Unfortunately Cochrane dies by her own hand and the Critic With No Name will have to fill her shoes at next year’s Fringe. So where does he go right and wrong as tomorrow’s critic?

Wrong: Never award stars. The Critic With No Name adorns all of his reviews with stars, whilst I am such a ferocious critic that I have never awarded a single star throughout my entire career. Stars are part of the infrastructure of the Fringe – punters want to see a review which contains some stars and a handful of robotic adjectives (“magnificent,” “spellbinding,” “mesmerising,”) before they splash the cash. But stars are not a part of serious criticism. They give the unhappy impression that the Fringe is a gigantic public examination system, with all the candidates being laboriously graded. Moreover, for any critic who claims to be “objective,” stars can never be objective. Imagine that you see the most amazing, unbelievably powerful show and you decide that this simply must have five stars. What happens when the next show is twice as good? Every critic has to be a distinguished writer of prose and a judicious use of the English language will always shed more light than some spangly stars.

Right: Remain anonymous. Tychy is technically pseudonymous but I am incognito when walking the Fringe. Last year I deleted my Facebook account, firing hundreds of Friends, so that no photographs of me would be available online. The Critic With No Name falls into the biggest elephant-trap in the jungle when he befriends Laura (Aimee Gaudin). It would be very easy for a production to send a pretty girl with a sad story to me; she would sit on my knee and tell me how she was failing her degree because she had spent all of her time in rehearsals. I would boast to myself that I remained objective, but subtle readjustments would have been already made deep in my subconscious. Certain sympathetic endorphins would be released when it was finally time to review her show.

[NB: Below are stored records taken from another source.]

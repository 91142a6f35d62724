//! Plain-text and JSON rendering of query results for headless mode.
//!
//! Tables are drawn with box-drawing borders and auto-sized columns.

use crate::cli::OutputFormat;
use crate::error::{ExploreError, Result};
use crate::query::QueryData;
use crate::result::{rows_from_table, RowSet};

/// Maximum width for any column.
const MAX_COLUMN_WIDTH: usize = 40;

/// Minimum width for any column.
const MIN_COLUMN_WIDTH: usize = 4;

/// Renders connector output in the requested format.
pub fn render(data: &QueryData, format: OutputFormat) -> Result<String> {
    match (data, format) {
        (QueryData::None, OutputFormat::Text) => Ok("OK".to_string()),
        (QueryData::None, OutputFormat::Json) => Ok("null".to_string()),
        (QueryData::Rows(rows), OutputFormat::Text) => Ok(render_table(rows)),
        (QueryData::Rows(rows), OutputFormat::Json) => to_json(rows),
        (QueryData::Arrow(table), OutputFormat::Text) => table.pretty(),
        (QueryData::Arrow(table), OutputFormat::Json) => to_json(&rows_from_table(table)?),
    }
}

fn to_json(rows: &RowSet) -> Result<String> {
    rows.to_json()
        .map_err(|e| ExploreError::internal(format!("Failed to serialize rows: {e}")))
}

/// Renders rows as a bordered text table followed by a row count.
pub fn render_table(rows: &RowSet) -> String {
    if rows.columns.is_empty() {
        return "(empty result)".to_string();
    }

    let widths = column_widths(rows);
    let mut lines = vec![
        border(&widths, '┌', '┬', '┐'),
        cells(rows.columns.iter().map(String::as_str), &widths),
        border(&widths, '├', '┼', '┤'),
    ];
    for row in rows {
        let values: Vec<String> = row.values().iter().map(|v| v.to_display_string()).collect();
        lines.push(cells(values.iter().map(String::as_str), &widths));
    }
    lines.push(border(&widths, '└', '┴', '┘'));
    lines.push(format!(
        "{} row{}",
        rows.len(),
        if rows.len() == 1 { "" } else { "s" }
    ));

    lines.join("\n")
}

fn column_widths(rows: &RowSet) -> Vec<usize> {
    let mut widths: Vec<usize> = rows
        .columns
        .iter()
        .map(|name| name.chars().count().max(MIN_COLUMN_WIDTH))
        .collect();

    for row in rows {
        for (width, value) in widths.iter_mut().zip(row.values()) {
            *width = (*width).max(value.to_display_string().chars().count());
        }
    }

    widths.into_iter().map(|w| w.min(MAX_COLUMN_WIDTH)).collect()
}

fn border(widths: &[usize], left: char, mid: char, right: char) -> String {
    let segments: Vec<String> = widths.iter().map(|w| "─".repeat(w + 2)).collect();
    format!("{left}{}{right}", segments.join(&mid.to_string()))
}

fn cells<'a>(values: impl Iterator<Item = &'a str>, widths: &[usize]) -> String {
    let mut line = String::from("│");
    for (value, &width) in values.zip(widths) {
        line.push_str(&format!(" {:width$} │", truncate(value, width)));
    }
    line
}

/// Truncates to `max_width` characters, adding an ellipsis if needed.
fn truncate(s: &str, max_width: usize) -> String {
    if s.chars().count() <= max_width {
        s.to_string()
    } else if max_width <= 3 {
        s.chars().take(max_width).collect()
    } else {
        let head: String = s.chars().take(max_width - 3).collect();
        format!("{head}...")
    }
}

#[cfg(test)]
mod tests {
    use super::*;
    use crate::result::{Row, Value};
    use pretty_assertions::assert_eq;
    use std::sync::Arc;

    fn sample_rows() -> RowSet {
        let columns: Arc<[String]> = vec!["Year".to_string(), "Complaints".to_string()].into();
        RowSet {
            columns: columns.to_vec(),
            rows: vec![
                Row::new(columns.clone(), vec![Value::Int(2021), Value::Int(5)]),
                Row::new(columns, vec![Value::Int(2022), Value::Int(9)]),
            ],
        }
    }

    #[test]
    fn test_render_table() {
        let expected = "\
┌──────┬────────────┐
│ Year │ Complaints │
├──────┼────────────┤
│ 2021 │ 5          │
│ 2022 │ 9          │
└──────┴────────────┘
2 rows";
        assert_eq!(render_table(&sample_rows()), expected);
    }

    #[test]
    fn test_render_empty() {
        assert_eq!(render_table(&RowSet::new()), "(empty result)");
    }

    #[test]
    fn test_render_json() {
        let json = render(&QueryData::Rows(sample_rows()), OutputFormat::Json).unwrap();
        let parsed: serde_json::Value = serde_json::from_str(&json).unwrap();
        assert_eq!(
            parsed,
            serde_json::json!([
                {"Year": 2021, "Complaints": 5},
                {"Year": 2022, "Complaints": 9}
            ])
        );
    }

    #[test]
    fn test_render_exec() {
        assert_eq!(render(&QueryData::None, OutputFormat::Text).unwrap(), "OK");
    }

    #[test]
    fn test_truncate() {
        assert_eq!(truncate("hello", 10), "hello");
        assert_eq!(truncate("hello world", 8), "hello...");
    }
}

Wrong: Never accept free stuff. When Giles (Eoin Buckley) rages that he is going to identify the Critic With No Name by checking all of the tickets in the house, this means that the Critic has accepted a complimentary one. If you have not paid for your own ticket, with money that you have spent hours working down the coal mine to earn, then you are fatally disconnected from the act of criticism. Neither your gratitude at a stunning performance nor your rage at an hour of pretentious gibberish will be totally real.

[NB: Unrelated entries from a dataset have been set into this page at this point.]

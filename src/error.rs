//! Error types for duck-explore.
//!
//! Defines the main error enum used throughout the application, plus the
//! classification of raw engine error text into presentable categories.

use std::sync::OnceLock;

use regex::Regex;
use thiserror::Error;

use crate::result::ResultKind;

/// Main error type for duck-explore operations.
#[derive(Error, Debug, Clone, PartialEq)]
pub enum ExploreError {
    /// Session initialization failed (bad credential, engine unreachable, etc.)
    #[error("Connection initialization failed: {0}")]
    ConnectionInitialization(String),

    /// An operation needed a connection and none was available.
    #[error("Connection error: {0}")]
    Connection(String),

    /// The engine returned a result shape other than the one requested.
    #[error("Unexpected result shape: expected {expected} result, got {actual}")]
    ResultShape {
        expected: ResultKind,
        actual: ResultKind,
    },

    /// The query references a catalog, share or table the account has not attached.
    #[error("Missing data source: {message}")]
    MissingDataSource {
        /// Name of the missing catalog or table, when the engine reported one.
        name: Option<String>,
        /// Original engine message.
        message: String,
    },

    /// Query execution errors (syntax errors, type errors, etc.)
    #[error("Query error: {0}")]
    Query(String),

    /// Credential acquisition errors (empty token, clipboard unavailable, etc.)
    #[error("Authentication error: {0}")]
    Auth(String),

    /// Configuration errors (invalid config file, bad endpoint URL, etc.)
    #[error("Configuration error: {0}")]
    Config(String),

    /// Internal application errors (terminal failures, unexpected states, etc.)
    #[error("Internal error: {0}")]
    Internal(String),
}

impl ExploreError {
    /// Creates a connection initialization error with the given message.
    pub fn initialization(msg: impl Into<String>) -> Self {
        Self::ConnectionInitialization(msg.into())
    }

    /// Creates a connection error with the given message.
    pub fn connection(msg: impl Into<String>) -> Self {
        Self::Connection(msg.into())
    }

    /// Creates a query error with the given message.
    pub fn query(msg: impl Into<String>) -> Self {
        Self::Query(msg.into())
    }

    /// Creates an authentication error with the given message.
    pub fn auth(msg: impl Into<String>) -> Self {
        Self::Auth(msg.into())
    }

    /// Creates a configuration error with the given message.
    pub fn config(msg: impl Into<String>) -> Self {
        Self::Config(msg.into())
    }

    /// Creates an internal error with the given message.
    pub fn internal(msg: impl Into<String>) -> Self {
        Self::Internal(msg.into())
    }

    /// Classifies a raw engine error message.
    ///
    /// Messages about catalogs, shares or tables that do not exist become
    /// [`ExploreError::MissingDataSource`]; everything else is a query error.
    pub fn from_engine_message(msg: impl Into<String>) -> Self {
        let message = msg.into();
        match missing_source_name(&message) {
            Some(name) => Self::MissingDataSource { name, message },
            None => Self::Query(message),
        }
    }

    /// Returns true if this error means the data source is not attached.
    pub fn is_missing_data_source(&self) -> bool {
        matches!(self, Self::MissingDataSource { .. })
    }

    /// Returns instructions for attaching the missing data source, if applicable.
    pub fn attach_hint(&self) -> Option<String> {
        match self {
            Self::MissingDataSource { name: Some(name), .. } => {
                let database = name.split('.').next().unwrap_or(name);
                Some(format!(
                    "'{database}' is not attached to this account. Attach the share first, \
                     e.g. ATTACH 'md:_share/{database}/<share-id>' AS {database};"
                ))
            }
            Self::MissingDataSource { name: None, .. } => Some(
                "A referenced database or share is not attached to this account. \
                 Attach it with ATTACH '<share url>' and try again."
                    .to_string(),
            ),
            _ => None,
        }
    }

    /// Returns the error category as a string for display purposes.
    pub fn category(&self) -> &'static str {
        match self {
            Self::ConnectionInitialization(_) | Self::Connection(_) => "Connection Error",
            Self::ResultShape { .. } => "Result Shape Error",
            Self::MissingDataSource { .. } => "Missing Data Source",
            Self::Query(_) => "Query Error",
            Self::Auth(_) => "Authentication Error",
            Self::Config(_) => "Configuration Error",
            Self::Internal(_) => "Internal Error",
        }
    }
}

impl From<arrow::error::ArrowError> for ExploreError {
    fn from(e: arrow::error::ArrowError) -> Self {
        Self::Query(format!("Arrow error: {e}"))
    }
}

/// Result type alias using ExploreError.
pub type Result<T> = std::result::Result<T, ExploreError>;

fn missing_source_patterns() -> &'static [Regex] {
    static PATTERNS: OnceLock<Vec<Regex>> = OnceLock::new();
    PATTERNS.get_or_init(|| {
        [
            r#"(?i)catalog\s+"?([\w.]+)"?\s+does not exist"#,
            r#"(?i)table with name\s+"?([\w.]+)"?\s+does not exist"#,
            r#"(?i)database\s+"?([\w.]+)"?\s+(?:does not exist|not found)"#,
            r#"(?i)share\s+"?([\w./:]+)"?\s+(?:is not attached|not found|does not exist)"#,
            r"(?i)catalog error:.*\bnot attached\b",
        ]
        .iter()
        .filter_map(|p| Regex::new(p).ok())
        .collect()
    })
}

/// Returns `Some(name)` if `message` reports a missing data source.
fn missing_source_name(message: &str) -> Option<Option<String>> {
    missing_source_patterns().iter().find_map(|re| {
        re.captures(message)
            .map(|caps| caps.get(1).map(|m| m.as_str().to_string()))
    })
}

Right: Prioritise the obscure. You haven’t heard of the university which is sponsoring this play, they don’t have a website or a Twitter account, it’s being performed at eight in the morning in what looks like the parlour of a family-run Bed & Breakfast, and no other critic has turned up to review it. This play is accordingly a priority; the writer might be the next Shakespeare. If it’s a disaster, then you cannot expect to win every time that you place a bet in the Fringe casino. If your review only gets three hits (the writer, the director and a random one, the stats tell you, from sub-Saharan Africa), well it might still pay off one day when the writer finally lands a script commission for Doctor Who.

Right: Be a nice guy. The Critic With No Name is a nice guy. He is fighting for justice and to make the world a better place. If you are going to be a superhero theatre critic then, like him, you need to sing your heart out.